P114 - SYSTEMIC STEROIDS IN ANTI-PD1-INDUCED COLLAGENOUS COLITIS
(Room Poster Hall)
19 Jan 18
5:30 PM
-
7:00 PM
Tracks:
Clinical and Research Challenges
Background: Immune dysregulation is thought to be a contributing factor to the development of microscopic colitis (MC), which encompasses lymphocytic and collagenous colitis. MC pattern has been observed in colitis resulting from immunotherapy, newer agents that work on the immune system to augment its response against tumor cells. We describe a case of collagenous colitis that developed after the use of anti-PD1 antibody. Case: A 63-year-old man with metastatic hemangiopericytoma who developed non-bloody grade 3 diarrhea 10 days after the 4th dose of anti-PD1, PDR001. He received empiric budesonide 6mg daily for 14 days then 9mg daily without clinical improvement and was subsequently hospitalized.

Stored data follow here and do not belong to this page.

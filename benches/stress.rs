//! Reservation stress bench against an in-process server speaking the
//! JSON-lines protocol. Run with `cargo bench`.

use std::net::SocketAddr;
use std::sync::Arc;
use std::time::{Duration, Instant};

use serde_json::{Value, json};
use tokio::io::{AsyncBufReadExt, AsyncWriteExt, BufReader};
use tokio::net::TcpStream;
use tokio::net::tcp::{OwnedReadHalf, OwnedWriteHalf};
use ulid::Ulid;

use parkade::engine::Engine;
use parkade::model::unix_now_ms;
use parkade::wire;

const HOUR: i64 = 3_600_000;
const LOTS: usize = 10;
const SPOTS_PER_LOT: usize = 20;
const RESERVE_OPS: usize = 2_000;
const SEARCH_OPS: usize = 2_000;
const CONTENDERS: usize = 50;

fn percentile(sorted: &[Duration], p: f64) -> Duration {
    if sorted.is_empty() {
        return Duration::ZERO;
    }
    let idx = ((sorted.len() as f64) * p / 100.0) as usize;
    sorted[idx.min(sorted.len() - 1)]
}

fn print_latency(label: &str, latencies: &mut [Duration]) {
    latencies.sort();
    let total: Duration = latencies.iter().sum();
    let avg = total / latencies.len() as u32;
    println!("  {label}:");
    println!(
        "    n={}, avg={:.2}ms, p50={:.2}ms, p95={:.2}ms, p99={:.2}ms, max={:.2}ms",
        latencies.len(),
        avg.as_secs_f64() * 1000.0,
        percentile(latencies, 50.0).as_secs_f64() * 1000.0,
        percentile(latencies, 95.0).as_secs_f64() * 1000.0,
        percentile(latencies, 99.0).as_secs_f64() * 1000.0,
        latencies.last().unwrap().as_secs_f64() * 1000.0,
    );
}

struct Client {
    reader: BufReader<OwnedReadHalf>,
    writer: OwnedWriteHalf,
}

impl Client {
    async fn connect(addr: SocketAddr) -> Self {
        let stream = TcpStream::connect(addr).await.expect("connect failed");
        let (read, writer) = stream.into_split();
        Self {
            reader: BufReader::new(read),
            writer,
        }
    }

    async fn call(&mut self, request: Value) -> Value {
        let line = request.to_string();
        self.writer.write_all(line.as_bytes()).await.unwrap();
        self.writer.write_all(b"\n").await.unwrap();
        let mut response = String::new();
        self.reader.read_line(&mut response).await.unwrap();
        serde_json::from_str(&response).unwrap()
    }
}

async fn start_server() -> SocketAddr {
    let wal = std::env::temp_dir().join(format!("parkade_bench_{}.wal", Ulid::new()));
    let engine = Arc::new(Engine::new(wal).expect("engine"));
    engine
        .ensure_admin("bench-admin@parkade.local", "bench", "Bench Admin")
        .await
        .expect("admin bootstrap");
    let listener = tokio::net::TcpListener::bind("127.0.0.1:0").await.unwrap();
    let addr = listener.local_addr().unwrap();
    tokio::spawn(async move {
        loop {
            let Ok((stream, _)) = listener.accept().await else {
                break;
            };
            tokio::spawn(wire::process_connection(stream, engine.clone()));
        }
    });
    addr
}

async fn setup(client: &mut Client) -> (String, Vec<String>, Vec<String>) {
    let resp = client
        .call(json!({"op": "login", "email": "bench-admin@parkade.local", "password": "bench"}))
        .await;
    let admin = resp["data"]["id"].as_str().unwrap().to_string();

    let mut lots = Vec::new();
    for i in 0..LOTS {
        let resp = client
            .call(json!({
                "user": admin,
                "op": "create_lot",
                "name": format!("Bench Lot {i}"),
                "address": "1 Bench St",
                "city": "Benchville",
                "pincode": format!("5600{i:02}"),
                "area_type": "open",
                "price_per_hour": 30.0,
                "spots": SPOTS_PER_LOT
            }))
            .await;
        assert_eq!(resp["ok"], true, "create_lot: {resp}");
        lots.push(resp["data"]["lot"].as_str().unwrap().to_string());
    }

    let mut users = Vec::new();
    for i in 0..CONTENDERS {
        let resp = client
            .call(json!({
                "op": "register",
                "email": format!("bench-{i}@parkade.local"),
                "password": "pw",
                "name": format!("Bench User {i}")
            }))
            .await;
        assert_eq!(resp["ok"], true, "register: {resp}");
        users.push(resp["data"]["id"].as_str().unwrap().to_string());
    }

    println!("  created {LOTS} lots x {SPOTS_PER_LOT} spots, {CONTENDERS} users");
    (admin, lots, users)
}

/// Sequential reservations spread round-robin over lots and windows.
async fn bench_reserve(addr: SocketAddr, lots: &[String], user: &str) {
    let mut client = Client::connect(addr).await;
    let base = unix_now_ms();
    let mut latencies = Vec::with_capacity(RESERVE_OPS);
    let mut ok = 0usize;
    let mut full = 0usize;

    for i in 0..RESERVE_OPS {
        let lot = &lots[i % lots.len()];
        // Stagger windows so a lot fills up slowly rather than instantly.
        let offset = 1 + (i / lots.len()) as i64 % 200;
        let start = base + offset * HOUR / 10;
        let request = json!({
            "user": user,
            "op": "reserve",
            "lot": lot,
            "start": start,
            "end": start + HOUR / 10,
            "vehicle": format!("BN-{i:05}")
        });
        let t = Instant::now();
        let resp = client.call(request).await;
        latencies.push(t.elapsed());
        if resp["ok"] == true {
            ok += 1;
        } else if resp["error"]["code"] == "no_availability" {
            full += 1;
        } else {
            panic!("unexpected reserve failure: {resp}");
        }
    }

    println!("  reserved={ok}, lot_full={full}");
    print_latency("reserve", &mut latencies);
}

/// Many clients racing for the same explicitly chosen spot.
async fn bench_contention(addr: SocketAddr, lot: &str, users: &[String]) {
    let mut probe = Client::connect(addr).await;
    let base = unix_now_ms();
    let (start, end) = (base + 500 * HOUR / 10, base + 501 * HOUR / 10);
    let resp = probe
        .call(json!({"op": "find_availability", "lot": lot, "start": start, "end": end}))
        .await;
    let spot = resp["data"]["available"][0].as_str().unwrap().to_string();

    let t = Instant::now();
    let mut tasks = Vec::new();
    for user in users {
        let user = user.clone();
        let lot = lot.to_string();
        let spot = spot.clone();
        tasks.push(tokio::spawn(async move {
            let mut client = Client::connect(addr).await;
            let resp = client
                .call(json!({
                    "user": user,
                    "op": "reserve",
                    "lot": lot,
                    "spot": spot,
                    "start": start,
                    "end": end,
                    "vehicle": "RACE-1"
                }))
                .await;
            resp["ok"] == true
        }));
    }

    let mut winners = 0usize;
    for task in tasks {
        if task.await.unwrap() {
            winners += 1;
        }
    }
    assert_eq!(winners, 1, "exactly one contender may win the spot");
    println!(
        "  contention: {} clients, 1 winner, {} conflicts, {:.2}ms total",
        users.len(),
        users.len() - 1,
        t.elapsed().as_secs_f64() * 1000.0
    );
}

async fn bench_search(addr: SocketAddr) {
    let mut client = Client::connect(addr).await;
    let mut latencies = Vec::with_capacity(SEARCH_OPS);
    for _ in 0..SEARCH_OPS {
        let t = Instant::now();
        let resp = client
            .call(json!({"op": "search_lots", "query": "benchville"}))
            .await;
        latencies.push(t.elapsed());
        assert_eq!(resp["data"].as_array().unwrap().len(), LOTS);
    }
    print_latency("search_lots", &mut latencies);
}

#[tokio::main]
async fn main() {
    println!("parkade stress bench");
    let addr = start_server().await;
    let mut admin_client = Client::connect(addr).await;
    let (_admin, lots, users) = setup(&mut admin_client).await;

    bench_reserve(addr, &lots, &users[0]).await;
    bench_contention(addr, &lots[0], &users).await;
    bench_search(addr).await;
}
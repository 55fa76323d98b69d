use sha3::{Digest, Sha3_256};

/// SHA3-256 hex digest of a password.
pub fn hash_password(password: &str) -> String {
    let mut hasher = Sha3_256::default();
    hasher.update(password.as_bytes());
    format!("{:x}", hasher.finalize())
}

pub fn verify_password(password: &str, stored_hash: &str) -> bool {
    hash_password(password) == stored_hash
}
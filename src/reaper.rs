//! Background maintenance tasks, spawned once at startup.

use std::sync::Arc;
use std::time::Duration;

use tokio::time::MissedTickBehavior;

use crate::engine::Engine;
use crate::model::unix_now_ms;

const COMPACT_CHECK_INTERVAL_SECS: u64 = 60;

/// Periodically reconcile bookings against the wall clock. Requests also
/// reconcile lazily, so this only matters for users who stay away while
/// their bookings start or expire.
pub async fn run_reconciler(engine: Arc<Engine>, interval_secs: u64) {
    let mut tick = tokio::time::interval(Duration::from_secs(interval_secs.max(1)));
    tick.set_missed_tick_behavior(MissedTickBehavior::Delay);
    loop {
        tick.tick().await;
        match engine.reconcile(unix_now_ms()).await {
            Ok(summary) if !summary.is_noop() => {
                tracing::info!(
                    activated = summary.activated,
                    expired = summary.expired,
                    "reconciled bookings"
                );
            }
            Ok(_) => {}
            Err(e) => tracing::error!(error = %e, "reconciliation failed"),
        }
    }
}

/// Compact the WAL once enough transactions have accumulated since the
/// last compaction.
pub async fn run_compactor(engine: Arc<Engine>, threshold: u64) {
    let mut tick = tokio::time::interval(Duration::from_secs(COMPACT_CHECK_INTERVAL_SECS));
    tick.set_missed_tick_behavior(MissedTickBehavior::Delay);
    loop {
        tick.tick().await;
        let appends = engine.wal_appends_since_compact().await;
        if appends < threshold {
            continue;
        }
        match engine.compact_wal().await {
            Ok(()) => tracing::info!(appends, "compacted WAL"),
            Err(e) => tracing::error!(error = %e, "WAL compaction failed"),
        }
    }
}
//! Time reconciliation: the single place where the passage of time changes
//! state.
//!
//! One pass locks every lot in sorted id order, then:
//!   - expires bookings whose window has closed (`end <= now`): the booking
//!     moves to history, its spot is freed, and the owner gets ONE batched
//!     warning no matter how many bookings expired;
//!   - activates bookings whose window contains `now`: the spot flips to
//!     Occupied and the owner is told per booking.
//!
//! The whole pass is one WAL transaction, and a pass that finds nothing to
//! do writes nothing. Running it twice at the same instant is a no-op the
//! second time.

use std::collections::{BTreeMap, HashSet};

use ulid::Ulid;

use crate::model::*;
use crate::observability;

use super::mutations::archive_record;
use super::{Engine, EngineError};

impl Engine {
    pub async fn reconcile(&self, now: Ms) -> Result<ReconcileSummary, EngineError> {
        let _commit = self.commit_gate.read().await;
        let mut guards = self.lock_all_lots().await;

        let mut txn: Vec<Event> = Vec::new();
        let mut summary = ReconcileSummary::default();
        // user id → expired-booking count, for the batched warning
        let mut expired_by_user: BTreeMap<Ulid, usize> = BTreeMap::new();

        for (lot_id, lot) in guards.iter() {
            // Spots whose occupant expires in this pass. A back-to-back
            // booking on the same spot must activate in the same pass, and
            // the in-memory status only flips when the events apply.
            let mut freed: HashSet<Ulid> = HashSet::new();

            for booking in &lot.bookings {
                if booking.span.end <= now {
                    txn.push(Event::BookingArchived {
                        lot_id: *lot_id,
                        booking_id: booking.id,
                        record: archive_record(lot, booking),
                    });
                    if lot
                        .spot(booking.spot_id)
                        .is_some_and(|s| s.status == SpotStatus::Occupied)
                    {
                        txn.push(Event::SpotFreed {
                            id: booking.spot_id,
                            lot_id: *lot_id,
                        });
                        freed.insert(booking.spot_id);
                    }
                    summary.expired += 1;
                    *expired_by_user.entry(booking.user_id).or_default() += 1;
                }
            }

            for booking in &lot.bookings {
                if !booking.span.contains_instant(now) {
                    continue;
                }
                let effectively_available = freed.contains(&booking.spot_id)
                    || lot
                        .spot(booking.spot_id)
                        .is_some_and(|s| s.status == SpotStatus::Available);
                if !effectively_available {
                    continue;
                }
                txn.push(Event::SpotOccupied {
                    id: booking.spot_id,
                    lot_id: *lot_id,
                });
                txn.push(Event::NotificationQueued {
                    record: Notification {
                        id: Ulid::new(),
                        user_id: booking.user_id,
                        category: Category::Info,
                        text: format!(
                            "Your booking at {} is now active (vehicle {}).",
                            lot.profile.name, booking.vehicle
                        ),
                        read: false,
                        created_at: now,
                    },
                });
                summary.activated += 1;
            }
        }

        for (user_id, count) in &expired_by_user {
            let text = if *count == 1 {
                "1 of your bookings expired and was moved to history.".to_string()
            } else {
                format!("{count} of your bookings expired and were moved to history.")
            };
            txn.push(Event::NotificationQueued {
                record: Notification {
                    id: Ulid::new(),
                    user_id: *user_id,
                    category: Category::Warning,
                    text,
                    read: false,
                    created_at: now,
                },
            });
        }

        metrics::counter!(observability::RECONCILE_RUNS_TOTAL).increment(1);
        if summary.is_noop() {
            return Ok(summary);
        }
        metrics::counter!(observability::RECONCILE_ACTIVATED_TOTAL)
            .increment(summary.activated as u64);
        metrics::counter!(observability::RECONCILE_EXPIRED_TOTAL)
            .increment(summary.expired as u64);

        self.persist_and_apply_multi(&mut guards, &txn).await?;
        Ok(summary)
    }
}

Stool infectious studies were negative. Colonoscopy showed diffuse mildly erythematous colonic mucosa with biopsies significant for increased intraepithelial lymphocytes and subepithelial collagen deposition consistent with collagenous colitis. He received prednisone 40mg daily, loperamide and cholestyramine with improved diarrhea frequency to 2 semi-formed stools daily. He was discharged on budesonide 9mg daily with complete symptom resolution 4 weeks later. Conclusion: Lymphocytic colitis pattern has been observed in anti-PD1-induced colitis. Collagenous colitis after the use of anti-PD1 is rare with only one case described in the literature. The case describes anti-PD1-induced collagenous colitis treated with budesonide 9mg daily followed by cholestyramine leading to symptom resolution. While acknowledging collagenous colitis can be seen with the use of anti-PD1, our case is unique in that our patient did not initially improve on budesonide 9mg daily and required a short course of systemic steroids. Our case highlights the need to consider the use of a short course of oral prednisone in patients with anti-PD1-induced collagenous colitis who do not respond to budesonide.